Directions for this task
Check each line of the listing for the string "InMemoryGateway", then state how many lines have it. Only the number is wanted.

::::::::

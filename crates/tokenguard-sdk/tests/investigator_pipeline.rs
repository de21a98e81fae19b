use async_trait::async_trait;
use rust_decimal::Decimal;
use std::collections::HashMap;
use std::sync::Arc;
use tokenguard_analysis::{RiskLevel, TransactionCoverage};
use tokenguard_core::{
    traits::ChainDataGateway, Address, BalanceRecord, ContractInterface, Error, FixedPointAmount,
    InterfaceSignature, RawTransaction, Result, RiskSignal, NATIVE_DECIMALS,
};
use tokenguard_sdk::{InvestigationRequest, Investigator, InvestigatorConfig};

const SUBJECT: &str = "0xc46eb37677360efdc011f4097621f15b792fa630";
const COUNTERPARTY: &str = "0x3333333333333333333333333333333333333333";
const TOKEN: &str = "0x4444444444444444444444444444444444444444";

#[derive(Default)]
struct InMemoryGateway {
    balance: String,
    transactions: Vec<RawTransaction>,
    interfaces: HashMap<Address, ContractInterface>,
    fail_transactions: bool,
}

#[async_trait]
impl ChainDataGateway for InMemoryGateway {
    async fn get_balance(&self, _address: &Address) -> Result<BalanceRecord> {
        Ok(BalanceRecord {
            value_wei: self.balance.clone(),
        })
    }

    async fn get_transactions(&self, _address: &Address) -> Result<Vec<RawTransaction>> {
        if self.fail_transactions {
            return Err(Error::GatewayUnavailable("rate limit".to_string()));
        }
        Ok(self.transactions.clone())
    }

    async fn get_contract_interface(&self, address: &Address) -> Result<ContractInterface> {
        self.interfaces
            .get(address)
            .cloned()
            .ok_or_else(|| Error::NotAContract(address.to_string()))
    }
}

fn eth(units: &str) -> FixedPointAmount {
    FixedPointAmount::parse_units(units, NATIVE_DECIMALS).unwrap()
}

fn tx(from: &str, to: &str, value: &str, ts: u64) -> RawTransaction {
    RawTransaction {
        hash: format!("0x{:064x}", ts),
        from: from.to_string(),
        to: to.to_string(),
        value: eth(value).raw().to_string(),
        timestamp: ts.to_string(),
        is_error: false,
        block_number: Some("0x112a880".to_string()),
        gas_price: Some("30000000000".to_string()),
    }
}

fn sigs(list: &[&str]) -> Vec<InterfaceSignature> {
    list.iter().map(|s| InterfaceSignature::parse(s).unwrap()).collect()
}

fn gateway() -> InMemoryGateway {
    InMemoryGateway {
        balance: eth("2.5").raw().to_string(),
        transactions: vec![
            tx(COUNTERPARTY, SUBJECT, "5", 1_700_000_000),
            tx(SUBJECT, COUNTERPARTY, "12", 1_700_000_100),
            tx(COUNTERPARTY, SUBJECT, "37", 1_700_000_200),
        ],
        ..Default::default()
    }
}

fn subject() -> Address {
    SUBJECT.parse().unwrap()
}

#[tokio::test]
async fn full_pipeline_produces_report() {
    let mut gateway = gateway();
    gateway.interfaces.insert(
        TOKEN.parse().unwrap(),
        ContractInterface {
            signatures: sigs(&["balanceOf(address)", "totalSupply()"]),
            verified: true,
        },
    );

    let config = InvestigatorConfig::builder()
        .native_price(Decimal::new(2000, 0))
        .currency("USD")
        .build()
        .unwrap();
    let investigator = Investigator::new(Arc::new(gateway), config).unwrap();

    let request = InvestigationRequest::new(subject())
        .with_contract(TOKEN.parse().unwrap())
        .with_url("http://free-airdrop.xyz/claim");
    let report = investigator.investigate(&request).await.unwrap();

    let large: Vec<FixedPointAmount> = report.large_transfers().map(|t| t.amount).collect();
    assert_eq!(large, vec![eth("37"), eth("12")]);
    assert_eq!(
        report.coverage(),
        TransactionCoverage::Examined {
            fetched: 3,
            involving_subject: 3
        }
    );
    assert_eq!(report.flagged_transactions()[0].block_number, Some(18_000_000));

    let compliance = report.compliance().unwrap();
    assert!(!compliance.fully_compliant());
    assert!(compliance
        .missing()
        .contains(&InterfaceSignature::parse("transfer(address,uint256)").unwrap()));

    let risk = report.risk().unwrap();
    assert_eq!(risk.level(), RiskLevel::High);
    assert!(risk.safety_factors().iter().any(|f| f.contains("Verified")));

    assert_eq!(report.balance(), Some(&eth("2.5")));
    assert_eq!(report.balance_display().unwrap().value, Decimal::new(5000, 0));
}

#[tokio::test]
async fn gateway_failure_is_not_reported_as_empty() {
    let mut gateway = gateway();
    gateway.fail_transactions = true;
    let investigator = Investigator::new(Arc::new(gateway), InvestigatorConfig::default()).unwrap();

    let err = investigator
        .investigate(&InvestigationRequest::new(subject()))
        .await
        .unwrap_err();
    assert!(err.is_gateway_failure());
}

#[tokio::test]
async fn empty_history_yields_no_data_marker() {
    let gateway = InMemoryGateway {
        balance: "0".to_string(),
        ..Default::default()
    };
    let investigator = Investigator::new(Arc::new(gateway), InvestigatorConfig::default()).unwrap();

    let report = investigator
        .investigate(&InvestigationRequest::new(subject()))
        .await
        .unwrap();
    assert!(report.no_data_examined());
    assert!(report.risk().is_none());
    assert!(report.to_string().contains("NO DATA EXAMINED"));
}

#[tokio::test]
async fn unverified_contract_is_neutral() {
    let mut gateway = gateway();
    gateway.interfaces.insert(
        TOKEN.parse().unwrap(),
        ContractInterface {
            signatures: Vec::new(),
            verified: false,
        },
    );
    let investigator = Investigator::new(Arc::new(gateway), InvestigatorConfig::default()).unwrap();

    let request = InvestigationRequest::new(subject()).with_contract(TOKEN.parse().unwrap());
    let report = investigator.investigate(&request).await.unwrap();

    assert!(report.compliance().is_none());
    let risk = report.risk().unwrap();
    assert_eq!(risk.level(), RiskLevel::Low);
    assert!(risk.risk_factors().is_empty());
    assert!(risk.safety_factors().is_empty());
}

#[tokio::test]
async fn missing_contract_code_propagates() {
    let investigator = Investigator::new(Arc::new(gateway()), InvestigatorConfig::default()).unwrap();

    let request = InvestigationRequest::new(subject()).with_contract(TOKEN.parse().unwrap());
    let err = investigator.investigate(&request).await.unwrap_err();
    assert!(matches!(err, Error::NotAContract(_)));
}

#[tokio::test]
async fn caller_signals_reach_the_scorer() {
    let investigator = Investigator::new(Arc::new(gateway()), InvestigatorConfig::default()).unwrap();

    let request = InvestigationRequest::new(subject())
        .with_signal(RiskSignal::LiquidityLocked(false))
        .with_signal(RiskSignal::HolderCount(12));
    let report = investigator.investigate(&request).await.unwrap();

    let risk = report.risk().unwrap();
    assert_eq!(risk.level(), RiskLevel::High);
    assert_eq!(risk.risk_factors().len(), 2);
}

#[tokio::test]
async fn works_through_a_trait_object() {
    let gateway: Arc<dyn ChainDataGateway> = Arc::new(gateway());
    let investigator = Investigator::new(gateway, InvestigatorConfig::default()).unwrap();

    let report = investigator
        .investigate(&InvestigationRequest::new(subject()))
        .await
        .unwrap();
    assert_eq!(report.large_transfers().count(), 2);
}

::::::::

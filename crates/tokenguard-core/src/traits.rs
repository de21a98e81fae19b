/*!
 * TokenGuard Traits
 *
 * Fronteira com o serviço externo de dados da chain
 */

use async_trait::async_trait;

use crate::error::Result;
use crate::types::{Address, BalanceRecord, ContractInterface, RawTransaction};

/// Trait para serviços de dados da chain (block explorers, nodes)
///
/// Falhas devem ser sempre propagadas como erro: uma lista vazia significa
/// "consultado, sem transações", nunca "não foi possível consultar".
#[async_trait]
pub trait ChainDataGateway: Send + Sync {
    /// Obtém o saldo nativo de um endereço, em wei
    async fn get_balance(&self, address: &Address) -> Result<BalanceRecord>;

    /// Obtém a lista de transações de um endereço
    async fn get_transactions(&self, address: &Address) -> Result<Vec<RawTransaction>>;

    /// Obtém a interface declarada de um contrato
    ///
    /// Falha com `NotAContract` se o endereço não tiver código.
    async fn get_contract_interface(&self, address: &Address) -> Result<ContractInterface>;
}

::::::::

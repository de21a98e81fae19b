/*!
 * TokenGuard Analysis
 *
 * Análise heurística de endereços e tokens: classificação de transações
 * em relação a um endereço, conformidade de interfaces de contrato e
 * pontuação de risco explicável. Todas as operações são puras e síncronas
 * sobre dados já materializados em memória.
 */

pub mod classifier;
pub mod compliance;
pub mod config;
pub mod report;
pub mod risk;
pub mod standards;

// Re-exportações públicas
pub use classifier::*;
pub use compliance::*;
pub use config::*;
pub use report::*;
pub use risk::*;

::::::::

Result of the task
5